Top of Data extract
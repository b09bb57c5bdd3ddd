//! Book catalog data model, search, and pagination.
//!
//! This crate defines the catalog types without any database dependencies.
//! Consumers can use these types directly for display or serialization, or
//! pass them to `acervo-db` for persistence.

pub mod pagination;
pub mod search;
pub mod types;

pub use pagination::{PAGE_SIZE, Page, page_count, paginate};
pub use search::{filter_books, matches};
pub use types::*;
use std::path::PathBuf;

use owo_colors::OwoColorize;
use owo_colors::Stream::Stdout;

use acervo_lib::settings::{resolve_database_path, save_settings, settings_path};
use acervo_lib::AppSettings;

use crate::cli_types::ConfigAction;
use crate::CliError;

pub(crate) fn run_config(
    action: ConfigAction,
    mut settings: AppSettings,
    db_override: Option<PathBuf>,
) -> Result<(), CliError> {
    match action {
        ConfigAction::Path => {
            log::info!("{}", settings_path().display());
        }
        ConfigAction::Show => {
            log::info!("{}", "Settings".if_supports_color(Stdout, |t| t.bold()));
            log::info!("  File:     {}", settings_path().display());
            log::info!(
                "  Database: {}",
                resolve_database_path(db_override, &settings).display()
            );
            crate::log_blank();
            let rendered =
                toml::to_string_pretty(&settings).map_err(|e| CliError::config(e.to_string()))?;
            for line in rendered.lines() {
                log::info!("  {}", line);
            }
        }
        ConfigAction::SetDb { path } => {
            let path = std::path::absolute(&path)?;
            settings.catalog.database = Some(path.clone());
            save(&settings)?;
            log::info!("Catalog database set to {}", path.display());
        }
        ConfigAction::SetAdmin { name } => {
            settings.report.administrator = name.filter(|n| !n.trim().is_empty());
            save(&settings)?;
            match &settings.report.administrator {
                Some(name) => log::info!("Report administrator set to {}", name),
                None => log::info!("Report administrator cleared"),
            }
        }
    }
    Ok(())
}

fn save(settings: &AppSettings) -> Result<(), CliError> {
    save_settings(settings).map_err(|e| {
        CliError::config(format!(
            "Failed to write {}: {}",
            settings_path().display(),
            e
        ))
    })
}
Bottom of Data extract
Top of Data extract
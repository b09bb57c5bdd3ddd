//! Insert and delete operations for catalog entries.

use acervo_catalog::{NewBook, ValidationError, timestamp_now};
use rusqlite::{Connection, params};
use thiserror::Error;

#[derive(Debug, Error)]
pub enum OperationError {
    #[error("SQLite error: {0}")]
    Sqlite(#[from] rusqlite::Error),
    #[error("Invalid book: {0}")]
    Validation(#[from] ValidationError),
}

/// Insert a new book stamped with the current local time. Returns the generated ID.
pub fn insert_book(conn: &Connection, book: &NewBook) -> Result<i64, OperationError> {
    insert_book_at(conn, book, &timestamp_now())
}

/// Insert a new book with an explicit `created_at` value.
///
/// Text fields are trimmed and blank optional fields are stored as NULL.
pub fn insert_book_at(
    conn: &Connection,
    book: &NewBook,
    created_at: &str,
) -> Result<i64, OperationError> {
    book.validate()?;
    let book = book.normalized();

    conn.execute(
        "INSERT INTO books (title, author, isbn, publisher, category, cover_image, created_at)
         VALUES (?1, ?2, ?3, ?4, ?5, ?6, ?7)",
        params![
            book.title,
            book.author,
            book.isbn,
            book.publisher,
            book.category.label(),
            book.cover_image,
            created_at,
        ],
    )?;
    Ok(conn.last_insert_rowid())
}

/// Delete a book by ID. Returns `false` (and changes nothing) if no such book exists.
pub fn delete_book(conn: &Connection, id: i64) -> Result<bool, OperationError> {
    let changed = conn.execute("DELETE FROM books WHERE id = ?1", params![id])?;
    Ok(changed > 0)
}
Bottom of Data extract
Top of Data extract
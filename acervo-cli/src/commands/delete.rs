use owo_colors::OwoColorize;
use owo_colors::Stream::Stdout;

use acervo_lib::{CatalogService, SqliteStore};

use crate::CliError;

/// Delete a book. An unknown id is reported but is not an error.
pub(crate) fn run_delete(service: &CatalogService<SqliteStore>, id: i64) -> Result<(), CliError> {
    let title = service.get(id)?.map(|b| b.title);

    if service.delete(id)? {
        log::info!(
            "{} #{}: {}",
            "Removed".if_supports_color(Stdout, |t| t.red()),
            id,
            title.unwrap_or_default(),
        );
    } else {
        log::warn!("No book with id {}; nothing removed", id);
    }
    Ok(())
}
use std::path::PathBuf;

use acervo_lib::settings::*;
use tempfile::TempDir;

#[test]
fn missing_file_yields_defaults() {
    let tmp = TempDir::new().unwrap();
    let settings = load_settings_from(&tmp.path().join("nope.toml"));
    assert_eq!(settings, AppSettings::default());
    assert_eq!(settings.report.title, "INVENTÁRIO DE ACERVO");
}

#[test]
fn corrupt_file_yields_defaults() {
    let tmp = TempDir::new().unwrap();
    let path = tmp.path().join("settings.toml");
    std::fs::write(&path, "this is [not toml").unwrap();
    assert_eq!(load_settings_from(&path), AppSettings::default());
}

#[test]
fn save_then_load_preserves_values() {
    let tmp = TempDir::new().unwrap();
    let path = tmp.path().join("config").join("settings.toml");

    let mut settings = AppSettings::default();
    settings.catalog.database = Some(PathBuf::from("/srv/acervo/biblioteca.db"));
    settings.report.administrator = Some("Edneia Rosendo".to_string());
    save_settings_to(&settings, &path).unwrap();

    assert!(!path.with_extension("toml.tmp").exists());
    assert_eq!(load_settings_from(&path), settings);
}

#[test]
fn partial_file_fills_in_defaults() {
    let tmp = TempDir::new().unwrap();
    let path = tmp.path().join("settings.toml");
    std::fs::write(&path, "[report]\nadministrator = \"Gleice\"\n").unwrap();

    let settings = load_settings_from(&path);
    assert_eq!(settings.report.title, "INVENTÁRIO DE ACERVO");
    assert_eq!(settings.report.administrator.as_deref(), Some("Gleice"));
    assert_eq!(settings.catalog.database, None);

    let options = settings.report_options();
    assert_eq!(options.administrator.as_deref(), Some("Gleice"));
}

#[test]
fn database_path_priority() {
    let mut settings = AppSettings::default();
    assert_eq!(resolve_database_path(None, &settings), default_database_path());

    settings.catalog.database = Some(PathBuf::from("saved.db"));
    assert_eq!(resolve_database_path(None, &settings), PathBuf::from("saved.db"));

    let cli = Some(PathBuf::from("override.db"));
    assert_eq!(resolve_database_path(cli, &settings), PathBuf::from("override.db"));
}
Bottom of Data extract
• The task: Using the data above, tally the lines that contain the string "Connection" and state only the result.

• Output below: 4